Contrairement aux autres chiens ayant une démarche vers l’avant, la caractéristique la plus distinctive de cette race est sa démarche « rotative ». « Leurs épaules sont si flexibles que les chiens ressemblent à des batteurs d’œufs qui marchent », explique Maze. « Cela ressemble à un mouvement répétitif de type cirage et retrait de cire. »

Lorsqu’ils promènent ses chiens dans la rue, les gens s’arrêtent toujours pour demander à Maze de quelle race elle est. « Quand je parle de Lundehund norvégiens, ils disent : ‘Lunde-quoi ?' ». Les suppositions courantes sont généralement les chihuahuas, les Shiba Inus ou même les renards en laisse. « Pour cette raison, je distribue des cartes à collectionner que je garde dans ma poche et qui donnent des informations sur la race », explique-t-elle.

Voyager au pays des macareux

Pour en savoir le plus possible sur ses chiens, Maze a visité le lieu de naissance de la race à Mastad, le village de pêcheurs aujourd’hui abandonné au bord des falaises. «Je voulais le voir par moi-même», dit-elle. En parcourant le trajet aller-retour de huit milles, Maze a abordé seule le chemin élevé, mais dangereux et étroit. « Tout était clairement indiqué, et j’ai pris beaucoup de photos, donc ça a aidé… Pour arriver à Mastad, j’ai pris un ferry depuis la Norvège vers les différentes îles Lofoten. La deuxième escale est un archipel, Vaeroy », raconte Maze. «Les gens ont été d’une valeur inestimable et ont été impressionnés par le fait que je fasse ce voyage», dit Maze.

Bien qu’aucun Lundehund ne vive actuellement sur Vaeroy, une semaine après son départ de l’île, les propriétaires de Lundehund sont venus de toute l’Europe pour une rencontre qui a lieu tous les cinq ans. « Il existe une camaraderie parmi les gens de cette race, et ils ont donné des conférences et proposé une semaine d’activités », dit-elle.

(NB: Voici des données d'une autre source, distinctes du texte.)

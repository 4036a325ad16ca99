//! Rendering of content into OOXML packages (DOCX, XLSX, PPTX).

pub mod docx;
mod options;
mod package;
pub mod plain;
pub mod pptx;
mod result;
pub mod xlsx;

pub use options::{
    emu, half_points, line_240ths, twips, DocxOptions, FormattingConfig, Margins, SlideOptions,
    TabularOptions, EMU_PER_INCH, EMU_PER_PX,
};
pub use package::xml_escape;
pub use result::{ExportResult, ExportStats};
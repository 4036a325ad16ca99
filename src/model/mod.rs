//! Content model shared by the HTML converter and the exporters.
//!
//! Blocks are the intermediate representation between parsed HTML and the
//! binary documents. They are built fresh for every export call and dropped
//! once the package has been written. Entities are the caller-owned sources
//! of an export and are never mutated by the pipeline.

mod block;
mod entity;
mod resource;
mod table;

pub use block::{Alignment, Block, Heading, ListItem, Paragraph, ParagraphStyle, TextRun};
pub use entity::{
    AnalysisSection, AuthoredPaper, Chapter, Citation, Column, ExportableEntity, LiteratureItem,
    PaperSection, SynopsisDataset, TabularDataset, TITLE_PAGE,
};
pub use resource::ImageAsset;
pub use table::{Table, TableCell, TableRow};
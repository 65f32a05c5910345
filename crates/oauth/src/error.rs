use std::error::Error as StdError;

use toolmesh_common::FromMessage;

#[derive(Debug, thiserror::Error)]
pub enum Error {
    #[error(transparent)]
    Io(#[from] std::io::Error),
    #[error(transparent)]
    Reqwest(#[from] reqwest::Error),
    #[error(transparent)]
    SerdeJson(#[from] serde_json::Error),
    #[error(transparent)]
    UrlParse(#[from] url::ParseError),
    /// The user did not complete the browser login in time.
    #[error(
        "login was not completed within {seconds}s; if no browser opened, visit this URL and retry: {auth_url}"
    )]
    AuthTimeout { seconds: u64, auth_url: String },
    /// Another interactive login is already waiting for its callback.
    #[error("a login is already in progress; finish it in the browser or cancel it first")]
    LoginAlreadyInProgress,
    /// The login wait was cancelled by the caller (shutdown).
    #[error("login was cancelled")]
    LoginCancelled,
    /// The authorization server redirected back with `?error=`.
    #[error("authorization was denied: {reason}")]
    AuthorizationDenied { reason: String },
    /// A refresh-token grant was rejected; callers fall back to a full login.
    #[error("token refresh failed: {reason}")]
    TokenRefreshFailed { reason: String },
    /// The token or registration endpoint answered with a non-success status.
    #[error("{endpoint} returned HTTP {status}: {body}")]
    HttpStatus {
        endpoint: &'static str,
        status: u16,
        body: String,
    },
    #[error("{message}")]
    Message { message: String },
    #[error("{context}: {source}")]
    External {
        context: String,
        #[source]
        source: Box<dyn StdError + Send + Sync>,
    },
}

impl Error {
    #[must_use]
    pub fn message(message: impl Into<String>) -> Self {
        Self::Message {
            message: message.into(),
        }
    }

    #[must_use]
    pub fn external<E>(context: impl Into<String>, source: E) -> Self
    where
        E: StdError + Send + Sync + 'static,
    {
        Self::External {
            context: context.into(),
            source: Box::new(source),
        }
    }
}

impl FromMessage for Error {
    fn from_message(message: String) -> Self {
        Self::Message { message }
    }
}

pub type Result<T> = std::result::Result<T, Error>;

toolmesh_common::impl_context!();
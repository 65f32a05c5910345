use {
    secrecy::{ExposeSecret, Secret},
    serde::{Deserialize, Serialize},
};

/// Endpoints and client parameters for one authorization-code flow.
#[derive(Debug, Clone, Serialize, Deserialize)]
pub struct OAuthConfig {
    pub client_id: String,
    pub auth_url: String,
    pub token_url: String,
    pub redirect_uri: String,
    #[serde(default)]
    pub scopes: Vec<String>,
}

/// The token set issued by the authorization server.
#[derive(Clone, Serialize, Deserialize)]
pub struct OAuthTokens {
    #[serde(serialize_with = "serialize_secret")]
    pub access_token: Secret<String>,
    #[serde(
        default,
        serialize_with = "serialize_option_secret",
        skip_serializing_if = "Option::is_none"
    )]
    pub refresh_token: Option<Secret<String>>,
    #[serde(default = "default_token_type")]
    pub token_type: String,
    #[serde(default, skip_serializing_if = "Option::is_none")]
    pub scope: Option<String>,
    /// Unix timestamp when the access token expires.
    #[serde(default)]
    pub expires_at: Option<u64>,
}

fn default_token_type() -> String {
    "Bearer".into()
}

impl OAuthTokens {
    /// Whether the access token expires within `margin_secs` of `now`.
    ///
    /// Tokens without expiry information are treated as valid.
    #[must_use]
    pub fn expires_within(&self, now: u64, margin_secs: u64) -> bool {
        match self.expires_at {
            Some(expires_at) => now.saturating_add(margin_secs) >= expires_at,
            None => false,
        }
    }
}

impl PartialEq for OAuthTokens {
    fn eq(&self, other: &Self) -> bool {
        self.access_token.expose_secret() == other.access_token.expose_secret()
            && self.refresh_token.as_ref().map(ExposeSecret::expose_secret)
                == other.refresh_token.as_ref().map(ExposeSecret::expose_secret)
            && self.token_type == other.token_type
            && self.scope == other.scope
            && self.expires_at == other.expires_at
    }
}

impl std::fmt::Debug for OAuthTokens {
    fn fmt(&self, f: &mut std::fmt::Formatter<'_>) -> std::fmt::Result {
        f.debug_struct("OAuthTokens")
            .field("access_token", &"[REDACTED]")
            .field(
                "refresh_token",
                &self.refresh_token.as_ref().map(|_| "[REDACTED]"),
            )
            .field("token_type", &self.token_type)
            .field("scope", &self.scope)
            .field("expires_at", &self.expires_at)
            .finish()
    }
}

/// A client registration issued by the authorization server.
///
/// The resolved authorization and token endpoints are kept alongside the
/// client id so that refreshes never need a second discovery round-trip.
#[derive(Clone, Serialize, Deserialize)]
pub struct ClientRegistration {
    pub client_id: String,
    #[serde(
        default,
        serialize_with = "serialize_option_secret",
        skip_serializing_if = "Option::is_none"
    )]
    pub client_secret: Option<Secret<String>>,
    #[serde(default)]
    pub redirect_uris: Vec<String>,
    #[serde(default)]
    pub grant_types: Vec<String>,
    #[serde(default, skip_serializing_if = "Option::is_none")]
    pub scope: Option<String>,
    pub authorization_endpoint: String,
    pub token_endpoint: String,
    #[serde(default)]
    pub registered_at: u64,
}

impl ClientRegistration {
    /// Flow configuration for this registration and the given redirect URI.
    #[must_use]
    pub fn flow_config(&self, redirect_uri: &str) -> OAuthConfig {
        OAuthConfig {
            client_id: self.client_id.clone(),
            auth_url: self.authorization_endpoint.clone(),
            token_url: self.token_endpoint.clone(),
            redirect_uri: redirect_uri.to_string(),
            scopes: self
                .scope
                .as_deref()
                .map(|s| s.split_whitespace().map(String::from).collect())
                .unwrap_or_default(),
        }
    }
}

impl PartialEq for ClientRegistration {
    fn eq(&self, other: &Self) -> bool {
        self.client_id == other.client_id
            && self.client_secret.as_ref().map(ExposeSecret::expose_secret)
                == other.client_secret.as_ref().map(ExposeSecret::expose_secret)
            && self.redirect_uris == other.redirect_uris
            && self.grant_types == other.grant_types
            && self.scope == other.scope
            && self.authorization_endpoint == other.authorization_endpoint
            && self.token_endpoint == other.token_endpoint
            && self.registered_at == other.registered_at
    }
}

impl std::fmt::Debug for ClientRegistration {
    fn fmt(&self, f: &mut std::fmt::Formatter<'_>) -> std::fmt::Result {
        f.debug_struct("ClientRegistration")
            .field("client_id", &self.client_id)
            .field(
                "client_secret",
                &self.client_secret.as_ref().map(|_| "[REDACTED]"),
            )
            .field("redirect_uris", &self.redirect_uris)
            .field("grant_types", &self.grant_types)
            .field("scope", &self.scope)
            .field("authorization_endpoint", &self.authorization_endpoint)
            .field("token_endpoint", &self.token_endpoint)
            .field("registered_at", &self.registered_at)
            .finish()
    }
}

/// PKCE challenge pair.
#[derive(Debug, Clone)]
pub struct PkceChallenge {
    pub verifier: String,
    pub challenge: String,
}

/// Serialize a `Secret<String>` by exposing its inner value.
/// Use only for fields that must round-trip through the credential file.
pub fn serialize_secret<S: serde::Serializer>(
    secret: &Secret<String>,
    serializer: S,
) -> Result<S::Ok, S::Error> {
    serializer.serialize_str(secret.expose_secret())
}

/// Serialize an `Option<Secret<String>>` by exposing its inner value.
pub fn serialize_option_secret<S: serde::Serializer>(
    secret: &Option<Secret<String>>,
    serializer: S,
) -> Result<S::Ok, S::Error> {
    match secret {
        Some(s) => serializer.serialize_some(s.expose_secret()),
        None => serializer.serialize_none(),
    }
}

#[allow(clippy::unwrap_used, clippy::expect_used)]
#[cfg(test)]
mod tests {
    use super::*;

    fn tokens(expires_at: Option<u64>) -> OAuthTokens {
        OAuthTokens {
            access_token: Secret::new("at".into()),
            refresh_token: Some(Secret::new("rt".into())),
            token_type: "Bearer".into(),
            scope: None,
            expires_at,
        }
    }

    #[test]
    fn expiry_margin() {
        let now = 1_000_000;
        assert!(tokens(Some(now - 1)).expires_within(now, 60));
        assert!(tokens(Some(now + 30)).expires_within(now, 60));
        assert!(!tokens(Some(now + 3600)).expires_within(now, 60));
        assert!(!tokens(None).expires_within(now, 60));
    }

    #[test]
    fn debug_redacts_tokens() {
        let debug = format!("{:?}", tokens(None));
        assert!(debug.contains("[REDACTED]"));
        assert!(!debug.contains("\"at\""));
        assert!(!debug.contains("\"rt\""));
    }

    #[test]
    fn token_type_defaults_to_bearer() {
        let parsed: OAuthTokens = serde_json::from_str(r#"{"access_token":"abc"}"#).unwrap();
        assert_eq!(parsed.token_type, "Bearer");
        assert!(parsed.refresh_token.is_none());
    }

    #[test]
    fn registration_scope_splits_into_flow_scopes() {
        let reg = ClientRegistration {
            client_id: "cid".into(),
            client_secret: None,
            redirect_uris: vec!["http://localhost:8765/callback".into()],
            grant_types: vec!["authorization_code".into()],
            scope: Some("mcp:tools mcp:prompts".into()),
            authorization_endpoint: "https://auth.example.com/authorize".into(),
            token_endpoint: "https://auth.example.com/token".into(),
            registered_at: 0,
        };
        let config = reg.flow_config("http://localhost:8765/callback");
        assert_eq!(config.scopes, vec!["mcp:tools", "mcp:prompts"]);
        assert_eq!(config.token_url, "https://auth.example.com/token");
    }
}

Grâce à son exploration, Maze a appris que sur l’île de Tromso, au large du nord de la Norvège, au-dessus du cercle polaire arctique, les responsables de l’aéroport utilisent des Lundehunds pour collecter des œufs de mouettes afin d’éviter les collisions d’oiseaux avec les moteurs d’avion. « Les chiens en ramassent des centaines en une heure », explique Maze. « Ils ont encore du travail à faire. »

Dans la maison, Haldis, Dagny et la sœur de la portée de Dagny, « Anja » CH Huffin’ Anja Puffin, FCAT3, ont des personnalités qui varient entre les fauteurs de troubles et les patates de canapé. Amical et câlin, le trio alertera son propriétaire si quelqu’un vient à la porte mais saura quand s’installer. « Ils copient généralement ce que je fais », explique Maze.